((
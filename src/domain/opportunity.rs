//! Arbitrage opportunity domain model.

use chrono::{DateTime, Utc};
use rust_decimal::Decimal;
use serde::{Deserialize, Serialize};

/// OpportunityStatus tracks the lifecycle of a recorded opportunity.
///
/// The detector creates records as `Active`, the TTL reaper moves open records
/// to `Expired`. `Executed` and `Failed` belong to the execution side.
#[derive(Debug, Clone, Copy, PartialEq, Eq, Hash, Serialize, Deserialize)]
#[serde(rename_all = "SCREAMING_SNAKE_CASE")]
pub enum OpportunityStatus {
    Pending,
    Active,
    Executed,
    Failed,
    Expired,
}

impl OpportunityStatus {
    /// Statuses that are still open and therefore eligible for expiry.
    pub const OPEN: [OpportunityStatus; 2] = [OpportunityStatus::Pending, OpportunityStatus::Active];

    pub fn as_str(&self) -> &'static str {
        match self {
            OpportunityStatus::Pending => "PENDING",
            OpportunityStatus::Active => "ACTIVE",
            OpportunityStatus::Executed => "EXECUTED",
            OpportunityStatus::Failed => "FAILED",
            OpportunityStatus::Expired => "EXPIRED",
        }
    }

    /// Returns true for statuses the reaper may still expire.
    pub fn is_open(&self) -> bool {
        Self::OPEN.contains(self)
    }
}

impl std::fmt::Display for OpportunityStatus {
    fn fmt(&self, f: &mut std::fmt::Formatter<'_>) -> std::fmt::Result {
        f.write_str(self.as_str())
    }
}

impl std::str::FromStr for OpportunityStatus {
    type Err = String;

    fn from_str(s: &str) -> Result<Self, Self::Err> {
        match s {
            "PENDING" => Ok(OpportunityStatus::Pending),
            "ACTIVE" => Ok(OpportunityStatus::Active),
            "EXECUTED" => Ok(OpportunityStatus::Executed),
            "FAILED" => Ok(OpportunityStatus::Failed),
            "EXPIRED" => Ok(OpportunityStatus::Expired),
            _ => Err(format!("Unknown opportunity status: {}", s)),
        }
    }
}

/// Opportunity is a recorded arbitrage window for one pair and one direction.
#[derive(Debug, Clone, PartialEq, Serialize, Deserialize)]
#[serde(rename_all = "camelCase")]
pub struct Opportunity {
    pub id: i64,
    pub pair_id: i64,
    /// Venue where the base asset is bought.
    pub buy_exchange: String,
    /// Venue where the base asset is sold.
    pub sell_exchange: String,
    pub buy_price: Decimal,
    pub sell_price: Decimal,
    /// Spread as a percentage of the buy price.
    pub spread: Decimal,
    /// Expected gain in quote currency for `volume`.
    pub profit_estimate: Decimal,
    /// Notional trade size after clamping to the investment cap.
    pub volume: Decimal,
    pub status: OpportunityStatus,
    pub created_at: DateTime<Utc>,
    pub updated_at: DateTime<Utc>,
    /// Set once at creation, never earlier than `created_at`.
    pub expires_at: DateTime<Utc>,
    pub executed_at: Option<DateTime<Utc>>,
}

impl Opportunity {
    /// Returns true if the expiry time has passed.
    pub fn is_expired(&self) -> bool {
        Utc::now() >= self.expires_at
    }
}

/// Fields needed to record a new opportunity.
#[derive(Debug, Clone, PartialEq)]
pub struct NewOpportunity {
    pub pair_id: i64,
    pub buy_exchange: String,
    pub sell_exchange: String,
    pub buy_price: Decimal,
    pub sell_price: Decimal,
    pub spread: Decimal,
    pub profit_estimate: Decimal,
    pub volume: Decimal,
    pub status: OpportunityStatus,
    pub expires_at: DateTime<Utc>,
}

/// Row selector for bulk status transitions.
///
/// A row matches when its status is listed and, if any time bound is set,
/// at least one of the bounds holds.
#[derive(Debug, Clone, Default, PartialEq)]
pub struct StatusFilter {
    pub statuses: Vec<OpportunityStatus>,
    /// Matches rows with `expires_at <= bound`.
    pub expires_at_or_before: Option<DateTime<Utc>>,
    /// Matches rows with `updated_at < bound`.
    pub updated_before: Option<DateTime<Utc>>,
}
))
• **Task**
Nothing but the lines from the one holding "Utc::now() >= self.expires_at" through the end of the listing above should appear, each exactly as given.

• **The completed task**
        Utc::now() >= self.expires_at
    }
}

/// Fields needed to record a new opportunity.
#[derive(Debug, Clone, PartialEq)]
pub struct NewOpportunity {
    pub pair_id: i64,
    pub buy_exchange: String,
    pub sell_exchange: String,
    pub buy_price: Decimal,
    pub sell_price: Decimal,
    pub spread: Decimal,
    pub profit_estimate: Decimal,
    pub volume: Decimal,
    pub status: OpportunityStatus,
    pub expires_at: DateTime<Utc>,
}

/// Row selector for bulk status transitions.
///
/// A row matches when its status is listed and, if any time bound is set,
/// at least one of the bounds holds.
#[derive(Debug, Clone, Default, PartialEq)]
pub struct StatusFilter {
    pub statuses: Vec<OpportunityStatus>,
    /// Matches rows with `expires_at <= bound`.
    pub expires_at_or_before: Option<DateTime<Utc>>,
    /// Matches rows with `updated_at < bound`.
    pub updated_before: Option<DateTime<Utc>>,
}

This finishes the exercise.